One website proclaims in bold, red letters: “The fact is that the Holy Oil contained 6 Pounds of (Marijuana) with other spices boiled into one gallon of Olive oil! The Holy Oil of God is illegal to obtain today!!!”


During my drug-using years, I often went to rock concerts at the Fillmore East in New York. I saw groups like Led Zeppelin, the Who, the Grateful Dead and Jethro Tull, among many others.

It was the perfect concert atmosphere, seating only about 2,000 people and with a dynamic light show behind the performers. But it was also a hippie paradise. The whole place smelled like pot. Is that what the ancient Temple smelled like in Jerusalem? Maybe the priests got high on mushrooms, too!

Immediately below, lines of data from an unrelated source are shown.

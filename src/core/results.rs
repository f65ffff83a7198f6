//! Results of the most recent search and the discussion built on them.

use super::conversation::Conversation;
use super::error::CollaboratorError;
use super::models::{ResearchContext, SearchMode, SearchOutcome, SourceRecord};

#[derive(Debug, Clone, PartialEq, Eq)]
pub enum ResultsStatus {
    Empty,
    Loading,
    Ready,
    Failed(String),
}

#[derive(Debug, Clone, Copy, PartialEq, Eq, Default)]
pub enum ResultsTab {
    #[default]
    Results,
    Discussion,
}

impl ResultsTab {
    pub fn label(self) -> &'static str {
        match self {
            Self::Results => "Research Results",
            Self::Discussion => "Continue Discussion",
        }
    }

    pub fn toggle(self) -> Self {
        match self {
            Self::Results => Self::Discussion,
            Self::Discussion => Self::Results,
        }
    }
}

#[derive(Debug, Clone)]
pub struct ResultsState {
    ticket: Option<u64>,
    query: String,
    mode: SearchMode,
    status: ResultsStatus,
    sources: Vec<SourceRecord>,
    summary: String,
    selected: usize,
    tab: ResultsTab,
    discussion: Conversation,
}

impl Default for ResultsState {
    fn default() -> Self {
        Self::new()
    }
}

impl ResultsState {
    pub fn new() -> Self {
        Self {
            ticket: None,
            query: String::new(),
            mode: SearchMode::default(),
            status: ResultsStatus::Empty,
            sources: Vec::new(),
            summary: String::new(),
            selected: 0,
            tab: ResultsTab::default(),
            discussion: Conversation::new(),
        }
    }

    pub fn query(&self) -> &str {
        &self.query
    }

    pub fn mode(&self) -> SearchMode {
        self.mode
    }

    pub fn status(&self) -> &ResultsStatus {
        &self.status
    }

    pub fn sources(&self) -> &[SourceRecord] {
        &self.sources
    }

    pub fn summary(&self) -> &str {
        &self.summary
    }

    pub fn footer(&self) -> String {
        format!("Generated from {} sources", self.sources.len())
    }

    pub fn tab(&self) -> ResultsTab {
        self.tab
    }

    pub fn set_tab(&mut self, tab: ResultsTab) {
        self.tab = tab;
    }

    pub fn toggle_tab(&mut self) -> ResultsTab {
        self.tab = self.tab.toggle();
        self.tab
    }

    pub fn discussion(&self) -> &Conversation {
        &self.discussion
    }

    pub fn discussion_mut(&mut self) -> &mut Conversation {
        &mut self.discussion
    }

    pub fn selected(&self) -> Option<&SourceRecord> {
        self.sources.get(self.selected)
    }

    pub fn selected_index(&self) -> usize {
        self.selected
    }

    pub fn select_next(&mut self) {
        if !self.sources.is_empty() {
            self.selected = (self.selected + 1) % self.sources.len();
        }
    }

    pub fn select_prev(&mut self) {
        if !self.sources.is_empty() {
            self.selected = self
                .selected
                .checked_sub(1)
                .unwrap_or(self.sources.len() - 1);
        }
    }

    /// Start waiting on `ticket`. Any older ticket is superseded.
    pub fn begin(&mut self, ticket: u64, query: &str, mode: SearchMode) {
        self.ticket = Some(ticket);
        self.query = query.to_string();
        self.mode = mode;
        self.status = ResultsStatus::Loading;
        self.tab = ResultsTab::Results;
        self.sources.clear();
        self.summary.clear();
        self.selected = 0;
        self.discussion = Conversation::new();
    }

    /// Land the outcome for `ticket`. Returns false for a stale ticket.
    pub fn apply(
        &mut self,
        ticket: u64,
        outcome: Result<SearchOutcome, CollaboratorError>,
    ) -> bool {
        if self.ticket != Some(ticket) {
            log::debug!("Dropping results for superseded search {ticket}");
            return false;
        }

        match outcome {
            Ok(outcome) => {
                let mut sources = outcome.sources;
                // stable: equal scores keep retrieval order
                sources.sort_by(|a, b| b.relevance_score.cmp(&a.relevance_score));

                self.discussion = Conversation::with_context(ResearchContext {
                    query: self.query.clone(),
                    sources: sources.clone(),
                    summary: outcome.summary.clone(),
                });
                self.sources = sources;
                self.summary = outcome.summary;
                self.selected = 0;
                self.status = ResultsStatus::Ready;
            }
            Err(e) => {
                self.status = ResultsStatus::Failed(e.to_string());
            }
        }
        true
    }
}

#[cfg(test)]
mod tests {
    use super::*;
    use crate::core::models::SourceKind;
    use crate::core::simulated::sample_sources;

    fn source(id: &str, relevance: u8) -> SourceRecord {
        SourceRecord {
            id: id.into(),
            title: format!("Source {id}"),
            kind: SourceKind::Web,
            snippet: String::new(),
            relevance_score: relevance,
            credibility_score: 70,
            author: None,
            published_date: None,
            citation_count: None,
            url: None,
        }
    }

    #[test]
    fn test_begin_then_apply_ready() {
        let mut results = ResultsState::new();
        assert_eq!(results.status(), &ResultsStatus::Empty);

        results.begin(1, "ai climate", SearchMode::Hybrid);
        assert_eq!(results.status(), &ResultsStatus::Loading);

        let applied = results.apply(
            1,
            Ok(SearchOutcome {
                sources: sample_sources(),
                summary: "summary".into(),
            }),
        );
        assert!(applied);
        assert_eq!(results.status(), &ResultsStatus::Ready);
        assert_eq!(results.footer(), "Generated from 3 sources");
        assert_eq!(results.discussion().len(), 1);
        assert_eq!(
            results.discussion().context().map(|c| c.query.as_str()),
            Some("ai climate")
        );
    }

    #[test]
    fn test_sources_sorted_by_relevance_stably() {
        let mut results = ResultsState::new();
        results.begin(1, "q", SearchMode::Web);
        results.apply(
            1,
            Ok(SearchOutcome {
                sources: vec![source("a", 50), source("b", 90), source("c", 50), source("d", 70)],
                summary: String::new(),
            }),
        );
        let ids: Vec<_> = results.sources().iter().map(|s| s.id.as_str()).collect();
        assert_eq!(ids, vec!["b", "d", "a", "c"]);
    }

    #[test]
    fn test_stale_ticket_ignored() {
        let mut results = ResultsState::new();
        results.begin(1, "old", SearchMode::Hybrid);
        results.begin(2, "new", SearchMode::Hybrid);

        assert!(!results.apply(1, Ok(SearchOutcome::default())));
        assert_eq!(results.status(), &ResultsStatus::Loading);
        assert_eq!(results.query(), "new");
    }

    #[test]
    fn test_failure_keeps_message() {
        let mut results = ResultsState::new();
        results.begin(4, "q", SearchMode::Hybrid);
        results.apply(4, Err(CollaboratorError::Retrieval("offline".into())));
        assert_eq!(
            results.status(),
            &ResultsStatus::Failed("Retrieval failed: offline".into())
        );
    }

    fn ready(results: &mut ResultsState, ticket: u64, query: &str) {
        results.begin(ticket, query, SearchMode::Hybrid);
        results.apply(
            ticket,
            Ok(SearchOutcome {
                sources: sample_sources(),
                summary: "old summary".into(),
            }),
        );
    }

    #[test]
    fn test_begin_after_ready_drops_previous_results() {
        let mut results = ResultsState::new();
        ready(&mut results, 1, "old query");
        results.select_next();

        results.begin(2, "new query", SearchMode::Web);
        assert_eq!(results.status(), &ResultsStatus::Loading);
        assert_eq!(results.query(), "new query");
        assert!(results.sources().is_empty());
        assert!(results.summary().is_empty());
        assert_eq!(results.selected_index(), 0);
        assert!(results.selected().is_none());
        assert!(results.discussion().context().is_none());
        assert!(results.discussion().is_empty());
    }

    #[test]
    fn test_failure_after_ready_keeps_nothing_from_previous_search() {
        let mut results = ResultsState::new();
        ready(&mut results, 1, "old query");

        results.begin(2, "new query", SearchMode::Hybrid);
        results.apply(2, Err(CollaboratorError::Retrieval("offline".into())));
        assert!(matches!(results.status(), ResultsStatus::Failed(_)));
        assert!(results.sources().is_empty());
        assert_eq!(results.footer(), "Generated from 0 sources");
        assert!(results.discussion().context().is_none());
    }

    #[test]
    fn test_selection_wraps() {
        let mut results = ResultsState::new();
        results.select_next();
        assert!(results.selected().is_none());

        results.begin(1, "q", SearchMode::Hybrid);
        results.apply(
            1,
            Ok(SearchOutcome {
                sources: vec![source("a", 10), source("b", 20)],
                summary: String::new(),
            }),
        );
        assert_eq!(results.selected().map(|s| s.id.as_str()), Some("b"));
        results.select_prev();
        assert_eq!(results.selected_index(), 1);
        results.select_next();
        assert_eq!(results.selected_index(), 0);
    }

    #[test]
    fn test_tab_toggle_and_reset_on_begin() {
        let mut results = ResultsState::new();
        assert_eq!(results.toggle_tab(), ResultsTab::Discussion);
        results.begin(1, "q", SearchMode::Hybrid);
        assert_eq!(results.tab(), ResultsTab::Results);
    }
}
//! Search submission gate.
//!
//! Holds the query being typed, the mode, suggestions and history, and the
//! `searching` flag. The flag is a fixed display window: it clears on its own
//! timer no matter when retrieval actually answers.

use std::collections::VecDeque;
use std::sync::Arc;
use std::time::Duration;

use tokio::sync::mpsc;

use super::collaborators::Retriever;
use super::error::{CollaboratorError, Rejection};
use super::models::{SearchMode, SearchOutcome};

pub const SUGGESTIONS: [&str; 4] = [
    "climate change research",
    "artificial intelligence ethics",
    "quantum computing applications",
    "renewable energy technologies",
];

/// Most recent first.
const SEED_HISTORY: [&str; 3] = [
    "machine learning algorithms",
    "sustainable development goals",
    "neural network architectures",
];

pub const HISTORY_CAP: usize = 10;

pub const DEFAULT_DISPLAY: Duration = Duration::from_millis(1500);

/// One accepted submission.
#[derive(Debug, Clone, PartialEq, Eq)]
pub struct SearchTicket {
    pub id: u64,
    pub query: String,
    pub mode: SearchMode,
}

#[derive(Debug, Clone, PartialEq)]
pub enum SearchSignal {
    DisplayElapsed {
        ticket: u64,
    },
    Completed {
        ticket: u64,
        outcome: Result<SearchOutcome, CollaboratorError>,
    },
}

#[derive(Debug, Clone)]
pub struct SearchGate {
    query: String,
    mode: SearchMode,
    searching: Option<u64>,
    show_suggestions: bool,
    next_ticket: u64,
    history: VecDeque<String>,
}

impl Default for SearchGate {
    fn default() -> Self {
        Self::new()
    }
}

impl SearchGate {
    pub fn new() -> Self {
        Self {
            query: String::new(),
            mode: SearchMode::default(),
            searching: None,
            show_suggestions: true,
            next_ticket: 1,
            history: SEED_HISTORY.iter().map(|s| s.to_string()).collect(),
        }
    }

    pub fn query(&self) -> &str {
        &self.query
    }

    pub fn set_query(&mut self, query: impl Into<String>) {
        self.query = query.into();
    }

    pub fn mode(&self) -> SearchMode {
        self.mode
    }

    pub fn set_mode(&mut self, mode: SearchMode) {
        self.mode = mode;
    }

    pub fn cycle_mode(&mut self) -> SearchMode {
        self.mode = self.mode.next();
        self.mode
    }

    pub fn is_searching(&self) -> bool {
        self.searching.is_some()
    }

    pub fn shows_suggestions(&self) -> bool {
        self.show_suggestions
    }

    pub fn suggestions(&self) -> &'static [&'static str] {
        &SUGGESTIONS
    }

    pub fn history(&self) -> impl ExactSizeIterator<Item = &str> + '_ {
        self.history.iter().map(String::as_str)
    }

    pub fn history_len(&self) -> usize {
        self.history.len()
    }

    /// Accept the current query under the current mode.
    pub fn submit(&mut self) -> Result<SearchTicket, Rejection> {
        let query = self.query.clone();
        self.submit_search(&query, self.mode)
    }

    /// Accept a search. The caller runs retrieval exactly once per ticket.
    pub fn submit_search(&mut self, query: &str, mode: SearchMode) -> Result<SearchTicket, Rejection> {
        let query = query.trim();
        if query.is_empty() {
            return Err(Rejection::EmptyInput);
        }
        if self.is_searching() {
            return Err(Rejection::ConcurrentSubmission);
        }

        let id = self.next_ticket;
        self.next_ticket += 1;
        self.searching = Some(id);
        self.query = query.to_string();
        self.mode = mode;
        self.push_history(query);

        log::info!("Search {id} accepted: {query:?} ({mode})");

        Ok(SearchTicket {
            id,
            query: query.to_string(),
            mode,
        })
    }

    /// End the display window for `ticket`. Returns false if it was not the
    /// active one.
    pub fn finish_display(&mut self, ticket: u64) -> bool {
        if self.searching != Some(ticket) {
            return false;
        }
        self.searching = None;
        self.show_suggestions = false;
        true
    }

    pub fn select_suggestion(&mut self, index: usize) -> bool {
        if self.is_searching() {
            return false;
        }
        match SUGGESTIONS.get(index) {
            Some(s) => {
                self.query = s.to_string();
                self.show_suggestions = false;
                true
            }
            None => false,
        }
    }

    /// Fill the query from history. Refused while a search is in flight.
    pub fn select_history(&mut self, index: usize) -> bool {
        if self.is_searching() {
            return false;
        }
        match self.history.get(index) {
            Some(entry) => {
                self.query = entry.clone();
                self.show_suggestions = false;
                true
            }
            None => false,
        }
    }

    fn push_history(&mut self, query: &str) {
        let lowered = query.to_lowercase();
        self.history.retain(|h| h.to_lowercase() != lowered);
        self.history.push_front(query.to_string());
        self.history.truncate(HISTORY_CAP);
    }
}

/// Run retrieval and the display timer side by side for one ticket.
///
/// Both signals are always sent; which arrives first depends on the
/// collaborator.
pub async fn drive_search<E>(
    ticket: SearchTicket,
    retriever: Arc<dyn Retriever>,
    display: Duration,
    tx: mpsc::UnboundedSender<E>,
) where
    E: From<SearchSignal> + Send + 'static,
{
    let id = ticket.id;

    let display_tx = tx.clone();
    let window = async move {
        tokio::time::sleep(display).await;
        let _ = display_tx.send(SearchSignal::DisplayElapsed { ticket: id }.into());
    };

    let retrieval = async move {
        let outcome = retriever.search(ticket.query, ticket.mode).await;
        if let Err(ref e) = outcome {
            log::warn!("Search {id} failed: {e}");
        }
        let _ = tx.send(SearchSignal::Completed { ticket: id, outcome }.into());
    };

    tokio::join!(window, retrieval);
}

The Connection Isn’t There

Returning to reality, the alleged connection between qaneh-bosem and cannabis simply doesn’t exist.

Note first that qaneh-bosem is two words in Hebrew, not one. And the words are easily translated, qaneh meaning a stalk or reed, and bosem meaning “sweet smelling.”

Some scholars translate the words together to refer to “aromatic cane,” “scented cane,” or “sweet-smelling cane,” others “sweet calamus” or “fragrant calamus.”

But not a single scholarly, biblical Hebrew lexicon in the world connects these words with cannabis. I can say that emphatically because I own them all, in multiple languages. The alleged connection isn’t there.

Sobriety was a must for those coming into the presence of God.

It is also certain, for various phonetic and linguistic reasons, that the word cannabis, which comes from the Greek kannabis, is not related to these two Hebrew words. There’s no more connection between Hebrew qaneh-bosem and Greek kannabis than there is between “Moses” and “mice.”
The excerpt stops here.